Children's Mercy vaccine clinic

By Maryn McKenna

The Food and Drug Administration’s decision to give full approval to the Pfizer Covid vaccine was only a few hours old last week when groups on Facebook lit up with questions.

But that was only for people 16 years old and up. For teens 12 to 15, the FDA left the Pfizer formula under emergency authorization. For children younger than 12, it kept the vaccine entirely off-limits until the conclusion of kids’ clinical trials, which are now due sometime in late fall. That immediately ignited debate among parents about whether they could find a way to get younger kids the shot, as well as whether they should.

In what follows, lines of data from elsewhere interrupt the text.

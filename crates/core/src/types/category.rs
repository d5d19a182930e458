//! Product category enumeration.

use serde::{Deserialize, Serialize};

/// The fixed set of catalog categories.
#[derive(Debug, Clone, Copy, PartialEq, Eq, Hash, Serialize, Deserialize)]
#[serde(rename_all = "snake_case")]
pub enum ProductCategory {
    Electronics,
    Clothing,
    Home,
    Books,
    Sports,
}

impl ProductCategory {
    /// All categories, in display order.
    pub const ALL: [Self; 5] = [
        Self::Electronics,
        Self::Clothing,
        Self::Home,
        Self::Books,
        Self::Sports,
    ];
}

impl std::fmt::Display for ProductCategory {
    fn fmt(&self, f: &mut std::fmt::Formatter<'_>) -> std::fmt::Result {
        match self {
            Self::Electronics => write!(f, "electronics"),
            Self::Clothing => write!(f, "clothing"),
            Self::Home => write!(f, "home"),
            Self::Books => write!(f, "books"),
            Self::Sports => write!(f, "sports"),
        }
    }
}

impl std::str::FromStr for ProductCategory {
    type Err = String;

    fn from_str(s: &str) -> Result<Self, Self::Err> {
        match s {
            "electronics" => Ok(Self::Electronics),
            "clothing" => Ok(Self::Clothing),
            "home" => Ok(Self::Home),
            "books" => Ok(Self::Books),
            "sports" => Ok(Self::Sports),
            _ => Err(format!("invalid product category: {s}")),
        }
    }
}

#[cfg(test)]
#[allow(clippy::unwrap_used)]
mod tests {
    use super::*;
    use std::str::FromStr;

    #[test]
    fn test_display_from_str_roundtrip() {
        for category in ProductCategory::ALL {
            let parsed = ProductCategory::from_str(&category.to_string()).unwrap();
            assert_eq!(parsed, category);
        }
    }

    #[test]
    fn test_from_str_rejects_unknown() {
        assert!(ProductCategory::from_str("garden").is_err());
    }

    #[test]
    fn test_serde_snake_case() {
        let json = serde_json::to_string(&ProductCategory::Electronics).unwrap();
        assert_eq!(json, "\"electronics\"");
    }
}
//! Catalog operations: listing, lookup, and administrator mutation.

use tamarind_core::{DomainResult, Product, ProductCategory, ProductDraft, ProductId};
use uuid::Uuid;

use super::MarketState;
use crate::gateway::Caller;

pub(super) fn list(state: &MarketState) -> Vec<Product> {
    state.products.values().cloned().collect()
}

pub(super) fn list_by_category(state: &MarketState, category: ProductCategory) -> Vec<Product> {
    state
        .products
        .values()
        .filter(|p| p.category == category)
        .cloned()
        .collect()
}

pub(super) fn list_low_stock(
    state: &MarketState,
    caller: &Caller,
    threshold: u32,
) -> DomainResult<Vec<Product>> {
    state.require_admin(caller)?;
    Ok(state
        .products
        .values()
        .filter(|p| p.stock <= threshold)
        .cloned()
        .collect())
}

pub(super) fn create(
    state: &mut MarketState,
    caller: &Caller,
    draft: ProductDraft,
) -> DomainResult<ProductId> {
    state.require_admin(caller)?;
    draft.validate()?;

    let id = ProductId::new(Uuid::new_v4().to_string());
    let product = draft.into_product(id.clone());
    tracing::info!(product_id = %id, name = %product.name, "product created");
    state.products.insert(id.clone(), product);
    Ok(id)
}

pub(super) fn update(
    state: &mut MarketState,
    caller: &Caller,
    id: &ProductId,
    draft: ProductDraft,
) -> DomainResult<()> {
    state.require_admin(caller)?;
    draft.validate()?;
    state.product(id)?;

    state
        .products
        .insert(id.clone(), draft.into_product(id.clone()));
    tracing::info!(product_id = %id, "product updated");
    Ok(())
}

/// Delete a product and strip it from every live cart.
///
/// Orders are untouched: they hold frozen snapshots, not references.
pub(super) fn delete(state: &mut MarketState, caller: &Caller, id: &ProductId) -> DomainResult<()> {
    state.require_admin(caller)?;
    state.product(id)?;

    state.products.remove(id);
    for entries in state.carts.values_mut() {
        entries.retain(|entry| entry.product_id != *id);
    }
    tracing::info!(product_id = %id, "product deleted");
    Ok(())
}

#[cfg(test)]
#[allow(clippy::unwrap_used)]
mod tests {
    use tamarind_core::{DomainError, ImageRef, Price};

    use super::*;
    use crate::memory::tests::{admin, draft, shopper, state_with_admin};

    #[test]
    fn test_create_requires_admin() {
        let mut state = state_with_admin();
        let err = create(&mut state, &shopper(), draft("Lamp", 1000, 5)).unwrap_err();
        assert!(matches!(err, DomainError::Unauthorized(_)));
        assert!(matches!(
            create(&mut state, &Caller::Guest, draft("Lamp", 1000, 5)),
            Err(DomainError::Unauthorized(_))
        ));
    }

    #[test]
    fn test_create_and_lookup() {
        let mut state = state_with_admin();
        let id = create(&mut state, &admin(), draft("Lamp", 4500, 12)).unwrap();
        let product = state.product(&id).unwrap();
        assert_eq!(product.name, "Lamp");
        assert_eq!(product.stock, 12);
    }

    #[test]
    fn test_update_replaces_whole_record() {
        let mut state = state_with_admin();
        let id = create(&mut state, &admin(), draft("Lamp", 4500, 12)).unwrap();

        let mut replacement = draft("Desk Lamp", 4900, 8);
        replacement.image = ImageRef::new("blob:lamp-02");
        update(&mut state, &admin(), &id, replacement).unwrap();

        let product = state.product(&id).unwrap();
        assert_eq!(product.name, "Desk Lamp");
        assert_eq!(product.price, Price::from_minor_units(4900));
        assert_eq!(product.stock, 8);
        assert_eq!(product.image.as_str(), "blob:lamp-02");
    }

    #[test]
    fn test_update_unknown_product() {
        let mut state = state_with_admin();
        let err = update(
            &mut state,
            &admin(),
            &ProductId::new("missing"),
            draft("Lamp", 100, 1),
        )
        .unwrap_err();
        assert!(matches!(err, DomainError::NotFound(_)));
    }

    #[test]
    fn test_delete_strips_product_from_carts() {
        let mut state = state_with_admin();
        let id = create(&mut state, &admin(), draft("Lamp", 4500, 12)).unwrap();
        crate::memory::cart::add(&mut state, &shopper(), &id, 2).unwrap();

        delete(&mut state, &admin(), &id).unwrap();

        assert!(state.product(&id).is_err());
        let entries = state.carts.values().flatten().count();
        assert_eq!(entries, 0);
    }

    #[test]
    fn test_low_stock_threshold_is_inclusive() {
        let mut state = state_with_admin();
        create(&mut state, &admin(), draft("Low", 100, 2)).unwrap();
        create(&mut state, &admin(), draft("High", 100, 9)).unwrap();

        let low = list_low_stock(&state, &admin(), 2).unwrap();
        assert_eq!(low.len(), 1);
        assert_eq!(low.first().unwrap().name, "Low");

        assert!(matches!(
            list_low_stock(&state, &shopper(), 2),
            Err(DomainError::Unauthorized(_))
        ));
    }
}
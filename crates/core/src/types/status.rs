//! Status and role enums.

use serde::{Deserialize, Serialize};

/// Order fulfillment status.
///
/// `Pending` is the only initial state (set at checkout). Administrators may
/// reassign the status freely: there is deliberately no transition guard, so
/// any status can be overwritten with any other. `is_terminal` exists for
/// display purposes and guards nothing.
#[derive(Debug, Clone, Copy, PartialEq, Eq, Hash, Serialize, Deserialize, Default)]
#[serde(rename_all = "snake_case")]
pub enum OrderStatus {
    #[default]
    Pending,
    Processing,
    Shipped,
    Delivered,
}

impl OrderStatus {
    /// All statuses, in lifecycle order.
    pub const ALL: [Self; 4] = [
        Self::Pending,
        Self::Processing,
        Self::Shipped,
        Self::Delivered,
    ];

    /// Whether this status ends the fulfillment lifecycle.
    #[must_use]
    pub const fn is_terminal(self) -> bool {
        matches!(self, Self::Delivered)
    }
}

impl std::fmt::Display for OrderStatus {
    fn fmt(&self, f: &mut std::fmt::Formatter<'_>) -> std::fmt::Result {
        match self {
            Self::Pending => write!(f, "pending"),
            Self::Processing => write!(f, "processing"),
            Self::Shipped => write!(f, "shipped"),
            Self::Delivered => write!(f, "delivered"),
        }
    }
}

impl std::str::FromStr for OrderStatus {
    type Err = String;

    fn from_str(s: &str) -> Result<Self, Self::Err> {
        match s {
            "pending" => Ok(Self::Pending),
            "processing" => Ok(Self::Processing),
            "shipped" => Ok(Self::Shipped),
            "delivered" => Ok(Self::Delivered),
            _ => Err(format!("invalid order status: {s}")),
        }
    }
}

/// Caller role as resolved by the authoritative store.
#[derive(Debug, Clone, Copy, PartialEq, Eq, Hash, Serialize, Deserialize, Default)]
#[serde(rename_all = "snake_case")]
pub enum UserRole {
    /// Full access to catalog management, all orders, and role assignment.
    Admin,
    /// A signed-in shopper.
    User,
    /// An anonymous caller; may browse the catalog only.
    #[default]
    Guest,
}

impl UserRole {
    /// Whether this role carries administrator privileges.
    #[must_use]
    pub const fn is_admin(self) -> bool {
        matches!(self, Self::Admin)
    }
}

impl std::fmt::Display for UserRole {
    fn fmt(&self, f: &mut std::fmt::Formatter<'_>) -> std::fmt::Result {
        match self {
            Self::Admin => write!(f, "admin"),
            Self::User => write!(f, "user"),
            Self::Guest => write!(f, "guest"),
        }
    }
}

impl std::str::FromStr for UserRole {
    type Err = String;

    fn from_str(s: &str) -> Result<Self, Self::Err> {
        match s {
            "admin" => Ok(Self::Admin),
            "user" => Ok(Self::User),
            "guest" => Ok(Self::Guest),
            _ => Err(format!("invalid user role: {s}")),
        }
    }
}
//! Caller profiles and role assignment.

use tamarind_core::{DomainResult, UserId, UserProfile, UserRole};

use super::MarketState;
use crate::gateway::Caller;

pub(super) fn profile(state: &MarketState, caller: &Caller) -> DomainResult<Option<UserProfile>> {
    let user = state.require_user(caller)?;
    Ok(state.profiles.get(user).cloned())
}

pub(super) fn save_profile(
    state: &mut MarketState,
    caller: &Caller,
    profile: UserProfile,
) -> DomainResult<()> {
    let user = state.require_user(caller)?.clone();
    profile.validate()?;
    state.profiles.insert(user, profile);
    Ok(())
}

pub(super) fn assign_role(
    state: &mut MarketState,
    caller: &Caller,
    user: &UserId,
    role: UserRole,
) -> DomainResult<()> {
    state.require_admin(caller)?;
    tracing::info!(user = %user, role = %role, "role assigned");
    state.roles.insert(user.clone(), role);
    Ok(())
}

#[cfg(test)]
#[allow(clippy::unwrap_used)]
mod tests {
    use tamarind_core::DomainError;

    use super::*;
    use crate::memory::tests::{admin, shopper, state_with_admin};

    fn profile_fixture() -> UserProfile {
        UserProfile {
            name: "Malik Reyes".to_string(),
            phone: "+15550109".to_string(),
            address: "88 Cedar Way".to_string(),
            city: "Marrakesh".to_string(),
        }
    }

    #[test]
    fn test_profile_roundtrip() {
        let mut state = state_with_admin();
        assert_eq!(profile(&state, &shopper()).unwrap(), None);

        save_profile(&mut state, &shopper(), profile_fixture()).unwrap();
        assert_eq!(
            profile(&state, &shopper()).unwrap(),
            Some(profile_fixture())
        );
    }

    #[test]
    fn test_save_profile_validates_fields() {
        let mut state = state_with_admin();
        let incomplete = UserProfile {
            city: String::new(),
            ..profile_fixture()
        };
        assert!(matches!(
            save_profile(&mut state, &shopper(), incomplete),
            Err(DomainError::Validation(_))
        ));
        assert_eq!(profile(&state, &shopper()).unwrap(), None);
    }

    #[test]
    fn test_guest_has_no_profile_access() {
        let state = state_with_admin();
        assert!(matches!(
            profile(&state, &Caller::Guest),
            Err(DomainError::Unauthorized(_))
        ));
    }

    #[test]
    fn test_role_resolution_and_assignment() {
        let mut state = state_with_admin();
        assert_eq!(state.role_of(&Caller::Guest), UserRole::Guest);
        assert_eq!(state.role_of(&shopper()), UserRole::User);
        assert_eq!(state.role_of(&admin()), UserRole::Admin);

        let promoted = UserId::new("shopper-1");
        assign_role(&mut state, &admin(), &promoted, UserRole::Admin).unwrap();
        assert_eq!(state.role_of(&shopper()), UserRole::Admin);

        assert!(matches!(
            assign_role(&mut state, &Caller::user("someone"), &promoted, UserRole::User),
            Err(DomainError::Unauthorized(_))
        ));
    }
}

Parents weren’t the only ones talking. Online circles of physicians and scientists fired up just as fast, arguing the ethics of administering the vaccine outside the bounds of the approval—through a process called “off-label” prescribing—versus waiting for data and for the FDA to rule.

Pharmacists are already feeling pressure to dispense the vaccine. Ashley Duty, the pharmacy manager at Children’s Mercy Hospital in Kansas City, Missouri, said the same. “When we heard that the FDA was going to approve the Pfizer vaccine, our team started a conversation and made sure we were going to be united on this,” she said. “The sentiment I’ve heard from everyone I have talked to is that we do feel the pressure—but we don't feel comfortable expanding upon what was approved and going any lower than age 12. Because we're still in the middle of the pediatric studies to determine the best dose.”